Below are records; copy every line in them that holds the word "RetrievedChunk".

┄┄┄┄┄┄┄┄┄┄┄┄┄┄┄┄┄┄┄┄

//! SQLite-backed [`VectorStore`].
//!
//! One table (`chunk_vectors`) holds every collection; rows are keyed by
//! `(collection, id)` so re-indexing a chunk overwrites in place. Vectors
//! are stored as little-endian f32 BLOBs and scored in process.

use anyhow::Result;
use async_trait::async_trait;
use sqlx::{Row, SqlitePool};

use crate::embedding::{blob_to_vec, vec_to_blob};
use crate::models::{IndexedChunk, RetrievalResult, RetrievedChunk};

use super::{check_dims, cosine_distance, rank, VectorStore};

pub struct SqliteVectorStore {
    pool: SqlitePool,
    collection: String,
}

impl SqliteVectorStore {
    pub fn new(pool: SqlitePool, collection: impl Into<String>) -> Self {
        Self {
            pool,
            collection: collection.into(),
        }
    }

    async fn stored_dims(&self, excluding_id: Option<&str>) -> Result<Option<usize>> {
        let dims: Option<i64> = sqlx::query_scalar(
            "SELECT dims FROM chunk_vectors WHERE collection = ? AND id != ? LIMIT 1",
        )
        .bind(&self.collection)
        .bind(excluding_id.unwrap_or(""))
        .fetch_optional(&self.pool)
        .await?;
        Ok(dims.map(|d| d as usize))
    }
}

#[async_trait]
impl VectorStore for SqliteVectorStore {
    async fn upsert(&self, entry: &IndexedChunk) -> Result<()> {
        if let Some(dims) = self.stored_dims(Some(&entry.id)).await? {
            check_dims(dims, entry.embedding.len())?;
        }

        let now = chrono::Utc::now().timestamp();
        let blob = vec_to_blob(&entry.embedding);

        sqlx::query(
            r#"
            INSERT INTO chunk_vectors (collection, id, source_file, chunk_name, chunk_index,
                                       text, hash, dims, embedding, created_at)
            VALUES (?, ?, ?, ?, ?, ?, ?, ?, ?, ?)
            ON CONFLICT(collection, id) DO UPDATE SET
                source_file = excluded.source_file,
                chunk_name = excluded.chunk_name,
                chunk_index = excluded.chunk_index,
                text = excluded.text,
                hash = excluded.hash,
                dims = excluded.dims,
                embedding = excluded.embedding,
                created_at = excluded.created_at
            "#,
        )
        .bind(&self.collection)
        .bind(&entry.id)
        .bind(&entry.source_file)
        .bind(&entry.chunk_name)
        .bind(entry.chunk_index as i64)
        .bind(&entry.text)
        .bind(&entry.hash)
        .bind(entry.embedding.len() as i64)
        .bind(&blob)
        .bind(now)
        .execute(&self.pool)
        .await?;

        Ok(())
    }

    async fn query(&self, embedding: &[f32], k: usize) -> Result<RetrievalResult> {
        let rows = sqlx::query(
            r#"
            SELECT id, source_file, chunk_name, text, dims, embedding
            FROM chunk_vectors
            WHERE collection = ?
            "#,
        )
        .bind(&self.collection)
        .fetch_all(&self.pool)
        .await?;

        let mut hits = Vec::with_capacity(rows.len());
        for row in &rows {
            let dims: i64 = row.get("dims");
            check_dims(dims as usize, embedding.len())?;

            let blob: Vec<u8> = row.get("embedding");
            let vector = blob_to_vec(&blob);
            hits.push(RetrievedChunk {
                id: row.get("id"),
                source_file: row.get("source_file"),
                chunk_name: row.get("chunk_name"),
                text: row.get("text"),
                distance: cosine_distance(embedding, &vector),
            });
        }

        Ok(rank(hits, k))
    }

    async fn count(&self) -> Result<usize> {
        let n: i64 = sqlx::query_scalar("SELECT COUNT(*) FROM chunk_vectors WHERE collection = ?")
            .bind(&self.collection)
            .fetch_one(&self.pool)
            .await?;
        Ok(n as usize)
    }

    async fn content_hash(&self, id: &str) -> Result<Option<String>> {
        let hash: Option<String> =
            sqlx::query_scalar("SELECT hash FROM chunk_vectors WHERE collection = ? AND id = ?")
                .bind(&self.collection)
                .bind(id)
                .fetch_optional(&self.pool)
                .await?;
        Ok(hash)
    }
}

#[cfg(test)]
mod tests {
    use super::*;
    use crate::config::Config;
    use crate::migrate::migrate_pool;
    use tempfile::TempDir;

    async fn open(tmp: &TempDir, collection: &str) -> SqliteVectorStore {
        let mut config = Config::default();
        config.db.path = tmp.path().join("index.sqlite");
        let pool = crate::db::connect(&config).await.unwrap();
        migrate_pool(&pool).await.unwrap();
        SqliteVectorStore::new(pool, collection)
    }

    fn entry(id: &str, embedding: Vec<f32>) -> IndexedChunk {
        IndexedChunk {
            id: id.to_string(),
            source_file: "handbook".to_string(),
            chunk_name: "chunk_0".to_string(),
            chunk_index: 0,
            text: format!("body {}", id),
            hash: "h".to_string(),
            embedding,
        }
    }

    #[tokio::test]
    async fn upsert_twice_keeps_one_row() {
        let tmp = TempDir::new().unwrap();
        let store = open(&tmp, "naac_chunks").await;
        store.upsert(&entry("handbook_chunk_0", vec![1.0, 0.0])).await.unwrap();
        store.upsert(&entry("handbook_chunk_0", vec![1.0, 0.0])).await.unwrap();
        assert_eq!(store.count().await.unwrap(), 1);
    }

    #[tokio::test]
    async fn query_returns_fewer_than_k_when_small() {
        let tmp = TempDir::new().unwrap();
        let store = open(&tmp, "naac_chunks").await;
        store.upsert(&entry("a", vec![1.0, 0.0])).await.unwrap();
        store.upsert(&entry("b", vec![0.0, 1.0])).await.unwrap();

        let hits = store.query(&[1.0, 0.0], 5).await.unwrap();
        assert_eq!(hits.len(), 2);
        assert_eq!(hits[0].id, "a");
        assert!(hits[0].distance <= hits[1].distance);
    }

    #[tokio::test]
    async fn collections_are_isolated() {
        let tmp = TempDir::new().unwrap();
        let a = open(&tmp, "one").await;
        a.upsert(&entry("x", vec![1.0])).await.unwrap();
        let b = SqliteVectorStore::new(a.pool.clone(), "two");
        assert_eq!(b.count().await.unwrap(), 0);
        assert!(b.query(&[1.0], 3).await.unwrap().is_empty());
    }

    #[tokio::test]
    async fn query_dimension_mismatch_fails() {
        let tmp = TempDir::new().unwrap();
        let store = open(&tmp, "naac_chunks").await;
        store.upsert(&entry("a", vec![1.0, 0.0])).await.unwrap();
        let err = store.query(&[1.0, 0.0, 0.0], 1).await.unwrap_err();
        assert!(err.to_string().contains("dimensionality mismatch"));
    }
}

┄┄┄┄┄┄┄┄┄┄┄┄┄┄┄┄┄┄┄┄

- **WRITTEN ANSWER**:
use crate::models::{IndexedChunk, RetrievalResult, RetrievedChunk};
            hits.push(RetrievedChunk {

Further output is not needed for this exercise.